Unbundling policy in the United States: players, outcomes and effects

Communications & Strategies, Jan, 2005 by Johannes M. Bauer

The long and winding search for a sustainable approach

The rationale and substance of the most recent Order can only be understood in the context from which it emerged. Space constraints do not permit a detailed discussion here, but this section offers a synopsis of the major milestones in this process (3). The Telecommunications Act of 1996 codified many regulatory practices that had been adopted before its passage. The predecessors to the Act's unbundling provisions were the rules governing access to network facilities and services for enhanced service providers. These had evolved from earlier policies dating back to the Computer Inquiries, a series of proceedings that began in 1966 to delineate the rights and obligations of basic and enhanced service providers. From these deliberations, in the late 1980s the concept of Open Network Architecture (ONA) emerged, specifying rules whereby enhanced service providers could access essential network functions provided by carriers that also had a presence in enhanced service markets (NOAM, 2001, chapter 6). Whereas ONA was never fully implemented, unbundling became a cornerstone of the Act's objective to expand the reach of competition to local voice markets.
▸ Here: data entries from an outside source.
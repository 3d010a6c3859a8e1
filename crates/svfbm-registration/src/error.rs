//! Error types for registration operations.

use svfbm_core::CoreError;
use thiserror::Error;

/// Main error type for registration operations.
#[derive(Error, Debug)]
pub enum RegistrationError {
    /// Failure in an image, field or filter primitive.
    #[error("Core error: {0}")]
    Core(#[from] CoreError),

    /// Parameter values that cannot produce a run.
    #[error("Invalid configuration: {0}")]
    InvalidConfiguration(String),

    /// Input volumes unusable as a registration pair.
    #[error("Image validation error: {0}")]
    ImageValidation(String),

    /// Non-finite values appeared in a field.
    #[error("Numerical instability: {0}")]
    NumericalInstability(String),

    /// The worker pool could not be created.
    #[error("Thread pool error: {0}")]
    ThreadPool(String),
}

/// Result type for registration operations.
pub type Result<T> = std::result::Result<T, RegistrationError>;

impl RegistrationError {
    pub fn invalid_configuration(msg: impl Into<String>) -> Self {
        Self::InvalidConfiguration(msg.into())
    }

    pub fn image_validation(msg: impl Into<String>) -> Self {
        Self::ImageValidation(msg.into())
    }

    pub fn numerical_instability(msg: impl Into<String>) -> Self {
        Self::NumericalInstability(msg.into())
    }

    pub fn thread_pool(msg: impl Into<String>) -> Self {
        Self::ThreadPool(msg.into())
    }
}

#[cfg(test)]
mod tests {
    use super::*;

    #[test]
    fn test_error_display() {
        let err = RegistrationError::invalid_configuration("zero levels");
        assert_eq!(err.to_string(), "Invalid configuration: zero levels");
    }

    #[test]
    fn test_core_error_converts() {
        fn fails() -> Result<()> {
            Err(CoreError::empty_volume("no voxels"))?;
            Ok(())
        }
        let err = fails().unwrap_err();
        assert!(matches!(err, RegistrationError::Core(CoreError::EmptyVolume(_))));
        assert!(err.to_string().contains("no voxels"));
    }
}
//! Stationary velocity fields and their exponential.

use burn::tensor::backend::Backend;
use tracing::debug;
use crate::error::Result;
use crate::image::ImageGeometry;
use super::displacement_field::DisplacementFieldTransform;
use super::vector_field::VectorField;

/// Upper bound on scaling-and-squaring steps.
pub const MAX_SQUARING_STEPS: u32 = 20;

/// A velocity field whose flow after unit time is a diffeomorphism.
///
/// Values are physical velocities. The field is not a mapping by itself; use
/// [`StationaryVelocityField::exponential`] to obtain one.
#[derive(Debug, Clone)]
pub struct StationaryVelocityField<B: Backend> {
    velocity: VectorField<B>,
}

impl<B: Backend> StationaryVelocityField<B> {
    pub fn new(velocity: VectorField<B>) -> Self {
        Self { velocity }
    }

    pub fn zeros(geometry: ImageGeometry<3>, device: &B::Device) -> Self {
        Self::new(VectorField::zeros(geometry, device))
    }

    pub fn velocity(&self) -> &VectorField<B> {
        &self.velocity
    }

    pub fn into_velocity(self) -> VectorField<B> {
        self.velocity
    }

    pub fn geometry(&self) -> &ImageGeometry<3> {
        self.velocity.geometry()
    }

    pub fn scale(&self, factor: f64) -> Self {
        Self::new(self.velocity.scale(factor))
    }

    pub fn resample_onto(&self, geometry: &ImageGeometry<3>) -> Self {
        Self::new(self.velocity.resample_onto(geometry))
    }

    pub fn smooth(&self, sigma: f64) -> Self {
        Self::new(self.velocity.smooth(sigma))
    }

    /// Number of squarings so that the scaled field moves less than half the
    /// smallest voxel spacing.
    pub fn squaring_steps(&self) -> u32 {
        let max_norm = self.velocity.max_norm();
        let half_spacing = 0.5 * self.geometry().spacing().min_spacing();
        if max_norm.is_nan() || max_norm <= 0.0 {
            return 0;
        }
        let steps = (max_norm / half_spacing).log2().ceil();
        steps.clamp(0.0, MAX_SQUARING_STEPS as f64) as u32
    }

    /// `exp(v)` by scaling and squaring.
    pub fn exponential(&self) -> DisplacementFieldTransform<B> {
        let steps = self.squaring_steps();
        let mut displacement = self.velocity.scale(0.5f64.powi(steps as i32));
        for _ in 0..steps {
            displacement = displacement.compose(&displacement);
        }
        debug!(steps, "velocity field exponentiated");
        DisplacementFieldTransform::new(displacement)
    }

    /// First-order BCH composition `v + u + ½[v, u]`, approximating
    /// `log(exp(v) ∘ exp(u))`.
    pub fn compose_update(&self, update: &VectorField<B>) -> Result<Self> {
        let device = self.velocity.device();
        let v = self.velocity.to_host()?;
        let u = update.to_host()?;
        let bracket = VectorField::from_host(&v.lie_bracket(&u)?, &device);
        let sum = self.velocity.add(update)?;
        Ok(Self::new(sum.add(&bracket.scale(0.5))?))
    }
}

#[cfg(test)]
mod tests {
    use super::*;
    use burn_ndarray::NdArray;
    use crate::transform::HostVectorField;

    type TestBackend = NdArray<f32>;

    fn constant(v: [f64; 3]) -> StationaryVelocityField<TestBackend> {
        let geometry = ImageGeometry::<3>::with_size([8, 8, 8]).unwrap();
        let host = HostVectorField::from_vectors(geometry, &vec![v; 512]).unwrap();
        StationaryVelocityField::new(VectorField::from_host(&host, &Default::default()))
    }

    #[test]
    fn test_zero_field_exponentiates_to_identity() {
        let v = StationaryVelocityField::<TestBackend>::zeros(
            ImageGeometry::with_size([4, 4, 4]).unwrap(),
            &Default::default(),
        );
        assert_eq!(v.squaring_steps(), 0);
        assert_eq!(v.exponential().displacement().max_norm(), 0.0);
    }

    #[test]
    fn test_squaring_steps_follow_norm() {
        // |v| = 2, half spacing = 0.5 -> log2(4) = 2
        assert_eq!(constant([2.0, 0.0, 0.0]).squaring_steps(), 2);
        assert_eq!(constant([0.1, 0.0, 0.0]).squaring_steps(), 0);
        assert_eq!(constant([1e9, 0.0, 0.0]).squaring_steps(), MAX_SQUARING_STEPS);
    }

    #[test]
    fn test_constant_velocity_is_a_translation_in_the_interior() {
        let v = constant([1.0, 0.0, 0.0]);
        let u = v.exponential().displacement().to_host().unwrap();
        let center = (4 * 8 + 4) * 8 + 2;
        let d = u.get(center);
        assert!((d[0] - 1.0).abs() < 1e-5, "got {:?}", d);
    }

    #[test]
    fn test_bch_of_constant_fields_is_sum() {
        let v = constant([1.0, 0.0, 0.0]);
        let u = constant([0.0, 0.5, 0.0]);
        let z = v.compose_update(u.velocity()).unwrap().velocity().to_host().unwrap();
        assert_eq!(z.get(100), [1.0, 0.5, 0.0]);
    }
}
/// A threshold found for a requested p-value.
///
/// Because of discretization, the p-value actually achieved by the
/// threshold may differ from the requested one.
#[derive(Debug, Clone, Copy, PartialEq)]
pub struct ThresholdInfo {
    /// The score threshold.
    pub threshold: f64,
    /// The p-value achieved by the threshold.
    pub pvalue: f64,
    /// The background weight of the words scoring at least the threshold.
    pub count: f64,
    /// The p-value the threshold was searched for.
    pub requested_pvalue: f64,
}

impl From<ThresholdInfo> for PvalueInfo {
    fn from(info: ThresholdInfo) -> Self {
        PvalueInfo {
            threshold: info.threshold,
            pvalue: info.pvalue,
            count: info.count,
        }
    }
}

// --- Traits ------------------------------------------------------------------

/// A source of p-values for score thresholds.
pub trait FindPvalue {
    /// Get the p-value of the given threshold.
    fn pvalue_by_threshold(&self, threshold: f64) -> Result<PvalueInfo, Error>;

    /// Get the p-values of several thresholds.
    fn pvalues_by_thresholds(&self, thresholds: &[f64]) -> Result<Vec<PvalueInfo>, Error> {
        thresholds
            .iter()
            .map(|&t| self.pvalue_by_threshold(t))
            .collect()
    }
}

/// A source of score thresholds for p-values.
pub trait FindThreshold {
    /// Get the threshold matching the given p-value.
    fn threshold_by_pvalue(&self, pvalue: f64, boundary: BoundaryType)
        -> Result<ThresholdInfo, Error>;

    /// Get the thresholds matching several p-values.
    fn thresholds_by_pvalues(
        &self,
        pvalues: &[f64],
        boundary: BoundaryType,
    ) -> Result<Vec<ThresholdInfo>, Error> {
        pvalues
            .iter()
            .map(|&p| self.threshold_by_pvalue(p, boundary))
            .collect()
    }
}

fn check_pvalue(pvalue: f64) -> Result<(), Error> {
    if (0.0..=1.0).contains(&pvalue) {
        Ok(())
    } else {
        Err(Error::InvalidPvalue(pvalue))
    }
}

// --- Calculator --------------------------------------------------------------

/// A threshold and p-value calculator for a scoring model.
///
/// The calculator discretizes the model once, and builds a score
/// distribution for every query, pruned as much as the query allows.
#[derive(Debug, Clone)]
pub struct Calculator<M: ScoringModel> {
    matrix: DiscreteMatrix<M::Columns>,
    background: M::Background,
    word_len: usize,
    best_score: f64,
    worst_score: f64,
    normal: Option<Normal>,
    max_entries: Option<usize>,
}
Telecommunications Act and Local Competition Order

The drafters of the Act envisioned that three forms of competition would emerge in local markets: facilities-based competition, service-based competition (resale) and competition via unbundled network elements (UNEs), a hybrid form in which carriers could combine network components purchased from incumbent service providers with their own facilities. Resale, and to some degree UNEs, were seen as transitory stages on the road to facilities-based competition. For resellers, ILECs were required to make their retail services available at wholesale at retail price minus avoided costs (such as marketing, invoicing and billing costs). With regard to unbundling, section 251(c)(3) of the Act proscribed that ILECs must provide requesting telecommunications carriers "nondiscriminatory access to network elements on an unbundled basis at any technically feasible point on rates, terms, and conditions that are just, reasonable and nondiscriminatory in accordance with [...] the requirements of this section and section 252". It further stated that incumbent local exchange carriers had to provide: "unbundled network elements in a manner that allows requesting carriers to combine such elements in order to provide such telecommunications service". This obligation to bundle UNEs for new entrants became one of the most hotly contested areas of the rules.

The FCC was instructed to use an "impairment" standard in determining which network elements had to be unbundled (section 251(d)(2)). More specifically, the Act stated that:

    "in determining what network elements should be made available for    purposes of subsection (c)(3) of this section, the Commission shall    consider, at a minimum, whether (A) access to such network elements    as are proprietary in nature is necessary; and (B) the failure to    provide access to such network elements would impair the ability of    the telecommunications carrier seeking access to provide the    services that it seeks to offer" (emphasis added). 

It is the standard used to establish "impairment" that was at the heart of court challenges and eventually led to an elimination of many of the earlier unbundling rules. Section 252(d)(1) further required that such network elements must be made available at cost-based rates, "... however determined without reference to a rate-of-return or other rate-based proceeding". This last provision is often interpreted as requiring the use of price caps to set rates for unbundled network elements.